The premise recalls “Harvey,’’ the 1950 James Stewart movie, as well as this year’s “The Beaver’’ with Mel Gibson, as it chronicles a man’s absurd relationship with an imaginary being who provides him with something profound and redemptive. But on “Wilfred,’’ which is based on Jason Gann’s Australian TV series, the premise has a demographic twist, as the scripts are filled with the kind of coarse humor you’d find on FX’s “It’s Always Sunny in Philadelphia’’ or Fox’s “Family Guy.’’ The show has a nice sense of innocence, thanks to Wood’s gentle performance and the theme of personal transformation; but it is also filled with uneven sexual and scatological jokes, delivered with a dog-like lack of modesty, so viewer be warned. For some, that level of humor is a deal breaker.
When we meet Ryan, he is an introvert trying to kill himself — after perfecting his suicide note. His sister, a high-strung doctor named Kristen (Dorian Brown), has gotten him a job, which he blows off, and he has a crush on Wilfred’s owner, Jenna (Fiona Gubelmann), but he can hardly talk to her. He is in despair.

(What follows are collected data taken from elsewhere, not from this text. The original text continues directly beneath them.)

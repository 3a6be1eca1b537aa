//! Driver configuration, loaded from TOML.
//!
//! ```toml
//! port = "/dev/ttyUSB0"
//! joint_order = ["shoulder", "elbow"]
//! motor_ids = [1, 2]
//!
//! [gear_ratios]
//! "2" = 3.0
//!
//! [motor_orientations]
//! "2" = -1
//! ```
//!
//! Per-servo tables are keyed by the servo id as a string; servos missing from
//! a table get the neutral value. Keys this driver does not use (older offset
//! tables, gripper sections) are ignored with a warning.

use std::collections::{BTreeMap, BTreeSet};
use std::path::Path;

use log::warn;
use serde::Deserialize;

use crate::controller::MotionSettings;
use crate::error::{Result, ServoError};
use crate::kinematics::{DEFAULT_TICKS_PER_TURN, Orientation, ServoKinematics};
use crate::registers::MAX_ID;
use crate::transport::DEFAULT_BAUD_RATE;

fn default_baudrate() -> u32 {
    DEFAULT_BAUD_RATE
}

fn default_ticks_per_turn() -> u32 {
    DEFAULT_TICKS_PER_TURN
}

fn default_speed() -> u16 {
    MotionSettings::default().speed_default
}

fn default_acceleration() -> u8 {
    MotionSettings::default().acceleration_default
}

fn default_speed_min() -> u16 {
    MotionSettings::default().speed_min
}

fn default_speed_max() -> u16 {
    MotionSettings::default().speed_max
}

fn enabled() -> bool {
    true
}

const KNOWN_KEYS: &[&str] = &[
    "port",
    "baudrate",
    "joint_order",
    "motor_ids",
    "ticks_per_turn",
    "gear_ratios",
    "motor_orientations",
    "position_offsets_deg",
    "hack_pos_zero_offsets_deg",
    "home_ticks",
    "home_loops",
    "speed_default",
    "acceleration_default",
    "acc_default",
    "speed_min",
    "speed_max",
    "init_position_mode",
    "disable_limits",
];

#[derive(Debug, Clone, Deserialize)]
pub struct DriverConfig {
    pub port: String,
    #[serde(default = "default_baudrate")]
    pub baudrate: u32,

    pub joint_order: Vec<String>,
    pub motor_ids: Vec<u8>,

    #[serde(default = "default_ticks_per_turn")]
    pub ticks_per_turn: u32,
    #[serde(default)]
    pub gear_ratios: BTreeMap<String, f64>,
    #[serde(default)]
    pub motor_orientations: BTreeMap<String, i64>,
    #[serde(default, alias = "hack_pos_zero_offsets_deg")]
    pub position_offsets_deg: BTreeMap<String, f64>,
    #[serde(default)]
    pub home_ticks: BTreeMap<String, u32>,
    #[serde(default)]
    pub home_loops: BTreeMap<String, i64>,

    #[serde(default = "default_speed")]
    pub speed_default: u16,
    #[serde(default = "default_acceleration", alias = "acc_default")]
    pub acceleration_default: u8,
    #[serde(default = "default_speed_min")]
    pub speed_min: u16,
    #[serde(default = "default_speed_max")]
    pub speed_max: u16,
    #[serde(default = "enabled")]
    pub init_position_mode: bool,
    #[serde(default = "enabled")]
    pub disable_limits: bool,
}

impl DriverConfig {
    pub fn load(path: impl AsRef<Path>) -> Result<Self> {
        let text = std::fs::read_to_string(path.as_ref())?;
        Self::from_toml_str(&text)
    }

    pub fn from_toml_str(text: &str) -> Result<Self> {
        let table: toml::Table = toml::from_str(text).map_err(|e| ServoError::Config(e.to_string()))?;
        for key in table.keys().filter(|key| !KNOWN_KEYS.contains(&key.as_str())) {
            warn!("Ignoring unknown configuration key '{}'", key);
        }

        let config: Self = toml::Value::Table(table)
            .try_into()
            .map_err(|e: toml::de::Error| ServoError::Config(e.to_string()))?;
        config.validate()?;
        Ok(config)
    }

    pub fn validate(&self) -> Result<()> {
        if self.joint_order.len() != self.motor_ids.len() {
            return Err(ServoError::Config(format!(
                "joint_order has {} entries but motor_ids has {}",
                self.joint_order.len(),
                self.motor_ids.len()
            )));
        }
        if self.motor_ids.is_empty() {
            return Err(ServoError::Config("no joints configured".into()));
        }

        let mut names = BTreeSet::new();
        for name in &self.joint_order {
            if !names.insert(name.as_str()) {
                return Err(ServoError::Config(format!("joint {name} listed twice")));
            }
        }
        let mut ids = BTreeSet::new();
        for &id in &self.motor_ids {
            if id > MAX_ID {
                return Err(ServoError::Config(format!(
                    "motor id {id} must be between 0 and {MAX_ID}"
                )));
            }
            if !ids.insert(id) {
                return Err(ServoError::Config(format!("motor id {id} listed twice")));
            }
        }

        if self.speed_min > self.speed_max {
            return Err(ServoError::Config(format!(
                "speed_min {} is above speed_max {}",
                self.speed_min, self.speed_max
            )));
        }

        // Surfaces bad keys and out-of-range values early.
        self.kinematics().map(|_| ())
    }

    /// Joint name to servo id, in `joint_order`.
    pub fn joints(&self) -> Vec<(String, u8)> {
        self.joint_order
            .iter()
            .cloned()
            .zip(self.motor_ids.iter().copied())
            .collect()
    }

    pub fn kinematics(&self) -> Result<BTreeMap<u8, ServoKinematics>> {
        let gear_ratios = self.per_id("gear_ratios", &self.gear_ratios)?;
        let orientations = self.per_id("motor_orientations", &self.motor_orientations)?;
        let offsets = self.per_id("position_offsets_deg", &self.position_offsets_deg)?;
        let home_ticks = self.per_id("home_ticks", &self.home_ticks)?;
        let home_loops = self.per_id("home_loops", &self.home_loops)?;

        let mut kinematics = BTreeMap::new();
        for &id in &self.motor_ids {
            let orientation = Orientation::try_from(orientations.get(&id).copied().unwrap_or(1))?;
            let kin = ServoKinematics::new(
                self.ticks_per_turn,
                gear_ratios.get(&id).copied().unwrap_or(1.0),
                orientation,
                offsets.get(&id).copied().unwrap_or(0.0).to_radians(),
                home_ticks.get(&id).copied().unwrap_or(0),
                home_loops.get(&id).copied().unwrap_or(0),
            )
            .map_err(|e| ServoError::Config(format!("servo {id}: {e}")))?;
            kinematics.insert(id, kin);
        }
        Ok(kinematics)
    }

    pub fn motion(&self) -> MotionSettings {
        MotionSettings {
            speed_default: self.speed_default,
            acceleration_default: self.acceleration_default,
            speed_min: self.speed_min,
            speed_max: self.speed_max,
            init_position_mode: self.init_position_mode,
            disable_limits: self.disable_limits,
        }
    }

    fn per_id<V: Copy>(&self, table: &str, values: &BTreeMap<String, V>) -> Result<BTreeMap<u8, V>> {
        values
            .iter()
            .map(|(key, &value)| {
                let id: u8 = key.trim().parse().map_err(|_| {
                    ServoError::Config(format!("{table}: key {key:?} is not a servo id"))
                })?;
                if !self.motor_ids.contains(&id) {
                    return Err(ServoError::Config(format!(
                        "{table}: servo {id} is not in motor_ids"
                    )));
                }
                Ok((id, value))
            })
            .collect()
    }
}
use std::collections::BTreeMap;
use std::f64::consts::FRAC_PI_4;
use std::thread;
use std::time::{Duration, Instant};

use stservo_controller::bus::{BusOp, ServoBus, SimulatedBus};
use stservo_controller::controller::Phase;
use stservo_controller::registers::{self, TORQUE_ENABLE};
use stservo_controller::{
    CommResult, Limit, MotionSettings, MultiServoController, OperatingMode, Orientation, Procedure,
    ServoError, ServoKinematics,
};

fn wait_until(mut condition: impl FnMut() -> bool) -> bool {
    let deadline = Instant::now() + Duration::from_secs(2);
    while Instant::now() < deadline {
        if condition() {
            return true;
        }
        thread::sleep(Duration::from_millis(5));
    }
    condition()
}

fn plain(ids: &[u8]) -> BTreeMap<u8, ServoKinematics> {
    ids.iter()
        .map(|&id| (id, ServoKinematics::default()))
        .collect()
}

fn controller(bus: &SimulatedBus, ids: &[u8]) -> MultiServoController<SimulatedBus> {
    MultiServoController::new(bus.clone(), plain(ids), MotionSettings::default()).unwrap()
}

#[test]
fn loop_count_follows_wraps_between_reads() {
    let bus = SimulatedBus::new().with_servo(1, 10);
    let controller = controller(&bus, &[1]);

    let mut loops = vec![controller.loop_count(1).unwrap()];
    for raw in [4090, 4085, 5, 4000] {
        bus.set_position(1, raw);
        controller.read_angles(&[1]).unwrap();
        loops.push(controller.loop_count(1).unwrap());
    }
    assert_eq!(loops, vec![0, -1, -1, 0, -1]);

    let angle = controller.read_angles(&[1]).unwrap()[&1].radians;
    let expected = (-4096.0 + 4000.0) / 4096.0 * std::f64::consts::TAU;
    assert!((angle - expected).abs() < 1e-9);
}

#[test]
fn startup_applies_position_mode_and_clears_limits() {
    let mut bus = SimulatedBus::new().with_servo(3, 0);
    bus.run_procedure(Procedure::ChangeMode {
        id: 3,
        mode: OperatingMode::Wheel,
    })
    .unwrap();
    bus.run_procedure(Procedure::ChangeLimit {
        id: 3,
        limit: Limit::Max,
        value: 4095,
    })
    .unwrap();

    let _controller = controller(&bus, &[3]);
    assert_eq!(bus.register_u8(3, registers::MODE), Some(0));
    assert_eq!(bus.register_u16(3, registers::MAX_ANGLE_LIMIT), Some(0));
    assert_eq!(bus.register_u16(3, registers::MIN_ANGLE_LIMIT), Some(0));
}

#[test]
fn absent_servo_fails_construction() {
    let bus = SimulatedBus::new().with_servo(1, 0);
    let result = MultiServoController::new(bus, plain(&[1, 2]), MotionSettings::default());
    assert!(matches!(
        result,
        Err(ServoError::Communication {
            id: 2,
            result: CommResult::NoResponse
        })
    ));
}

#[test]
fn geared_goal_reaches_the_bus() {
    let bus = SimulatedBus::new().with_servo(1, 0);
    let mut kinematics = BTreeMap::new();
    kinematics.insert(
        1,
        ServoKinematics::new(4096, 3.0, Orientation::Normal, 0.0, 0, 0).unwrap(),
    );
    let controller =
        MultiServoController::new(bus.clone(), kinematics, MotionSettings::default()).unwrap();

    controller.set_goal(1, FRAC_PI_4).unwrap();
    assert!(wait_until(|| controller.last_sent_ticks(1) == Some(1536)));
    assert_eq!(bus.register_u16(1, registers::GOAL_POSITION), Some(1536));
    assert_eq!(bus.register_u16(1, registers::GOAL_SPEED), Some(133));
    assert_eq!(bus.register_u8(1, registers::ACCELERATION), Some(50));

    let reading = controller.read_angles(&[1]).unwrap()[&1];
    assert!(!reading.stale);
    assert!((reading.radians - FRAC_PI_4).abs() < 1e-9);
}

#[test]
fn repeated_goal_is_written_once() {
    let bus = SimulatedBus::new().with_servo(1, 0);
    let controller = controller(&bus, &[1]);

    controller.set_goal(1, 0.5).unwrap();
    assert!(wait_until(|| controller.phase(1) == Some(Phase::Idle)
        && controller.last_sent_ticks(1).is_some()));
    controller.set_goal(1, 0.5).unwrap();
    thread::sleep(Duration::from_millis(50));

    assert_eq!(bus.goal_writes(1), 1);
    assert_eq!(controller.phase(1), Some(Phase::Idle));
}

#[test]
fn concurrent_goals_never_overlap_on_the_bus() {
    let ids = [1, 2, 3, 4, 5];
    let bus = ids
        .iter()
        .fold(SimulatedBus::new(), |bus, &id| bus.with_servo(id, 0))
        .with_latency(Duration::from_millis(5));
    let controller = controller(&bus, &ids);

    thread::scope(|scope| {
        for &id in &ids {
            let controller = &controller;
            scope.spawn(move || controller.set_goal(id, 0.1 * id as f64).unwrap());
        }
        scope.spawn(|| controller.read_angles(&ids).unwrap());
    });

    assert!(wait_until(|| ids.iter().all(|&id| bus.goal_writes(id) == 1)));

    let mut accesses = bus.accesses();
    accesses.sort_by_key(|a| a.started);
    for pair in accesses.windows(2) {
        assert!(pair[0].finished <= pair[1].started);
    }
    assert_eq!(bus.overlaps(), 0);
    assert!(accesses.iter().any(|a| a.op == BusOp::Read));
}

#[test]
fn failed_read_returns_last_known_angle() {
    let bus = SimulatedBus::new().with_servo(1, 1024);
    let controller = controller(&bus, &[1]);

    let fresh = controller.read_angles(&[1]).unwrap()[&1];
    bus.fail_reads(1, 1);
    bus.set_position(1, 2000);

    let stale = controller.read_angles(&[1]).unwrap()[&1];
    assert!(stale.stale);
    assert_eq!(stale.radians, fresh.radians);

    let recovered = controller.read_angles(&[1]).unwrap()[&1];
    assert!(!recovered.stale);
    assert!(recovered.radians > fresh.radians);
}

#[test]
fn failed_goal_write_is_retried_on_next_goal() {
    let bus = SimulatedBus::new().with_servo(1, 0);
    let controller = controller(&bus, &[1]);
    bus.fail_writes(1, 1);

    controller.set_goal(1, 0.5).unwrap();
    assert!(wait_until(
        || bus.goal_writes(1) == 1 && controller.phase(1) == Some(Phase::Idle)
    ));
    assert_eq!(controller.last_sent_ticks(1), None);

    controller.set_goal(1, 0.5).unwrap();
    assert!(wait_until(|| controller.last_sent_ticks(1).is_some()));
    assert_eq!(bus.goal_writes(1), 2);
}

#[test]
fn unknown_servo_and_bad_goals_are_rejected() {
    let bus = SimulatedBus::new().with_servo(1, 0);
    let controller = controller(&bus, &[1]);

    assert!(matches!(
        controller.set_goal(9, 0.0),
        Err(ServoError::InvalidArgument(_))
    ));
    assert!(matches!(
        controller.set_goal(1, f64::NAN),
        Err(ServoError::InvalidArgument(_))
    ));
    assert!(controller.read_angles(&[1, 9]).is_err());
    // A bad entry keeps the good one from being applied.
    assert!(controller.set_goals([(1, 0.3), (9, 0.3)]).is_err());
    thread::sleep(Duration::from_millis(50));
    assert_eq!(bus.goal_writes(1), 0);
}

#[test]
fn managed_ids_cannot_be_reassigned() {
    let bus = SimulatedBus::new().with_servo(1, 0).with_servo(7, 0);
    let controller = controller(&bus, &[1]);

    for procedure in [
        Procedure::ChangeId { old_id: 1, new_id: 9 },
        Procedure::ChangeId { old_id: 7, new_id: 1 },
    ] {
        assert!(matches!(
            controller.run_procedure(procedure),
            Err(ServoError::InvalidArgument(_))
        ));
    }
    assert!(bus.has_servo(1));
    let procedures_run = |bus: &SimulatedBus| {
        bus.accesses()
            .iter()
            .filter(|a| a.op == BusOp::Procedure && a.id != 1)
            .count()
    };
    assert_eq!(procedures_run(&bus), 0);

    controller
        .run_procedure(Procedure::ChangeId { old_id: 7, new_id: 8 })
        .unwrap();
    assert!(bus.has_servo(8));
    assert_eq!(procedures_run(&bus), 1);
}

#[test]
fn torque_goes_out_as_one_sync_write() {
    let bus = SimulatedBus::new().with_servo(1, 0).with_servo(2, 0);
    let controller = controller(&bus, &[1, 2]);

    controller.set_torque(true).unwrap();
    assert_eq!(bus.register_u8(1, TORQUE_ENABLE), Some(1));
    assert_eq!(bus.register_u8(2, TORQUE_ENABLE), Some(1));
    let sync_writes = bus
        .accesses()
        .iter()
        .filter(|a| a.op == BusOp::SyncWrite)
        .count();
    assert_eq!(sync_writes, 1);

    controller.set_torque(false).unwrap();
    assert_eq!(bus.register_u8(2, TORQUE_ENABLE), Some(0));
}

#[test]
fn shutdown_is_prompt_and_idempotent() {
    let bus = SimulatedBus::new().with_servo(1, 0).with_servo(2, 0);
    let mut controller = controller(&bus, &[1, 2]);

    let start = Instant::now();
    controller.shutdown();
    assert!(start.elapsed() < Duration::from_secs(1));
    assert!(bus.is_closed());

    controller.shutdown();
    assert!(bus.is_closed());
}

Along comes Wilfred, played by Gann with a lewd smirk underneath his black plastic nosepiece. Wilfred is like the stoner friend who takes up residence on your couch and proceeds to suck you into his slacker vortex. He has a taste for Matt Damon DVDs, he puffs on cigarettes, and he leers smugly at Ryan when Jenna pets and scratches him. Part of the show’s humor is that the somewhat worldly Wilfred is also compelled to do doggy things — he proudly humps a stuffed animal, he neurotically digs a hole in Ryan’s yard, and he views sniffing butts as a window to the soul. He’s still an animal after all.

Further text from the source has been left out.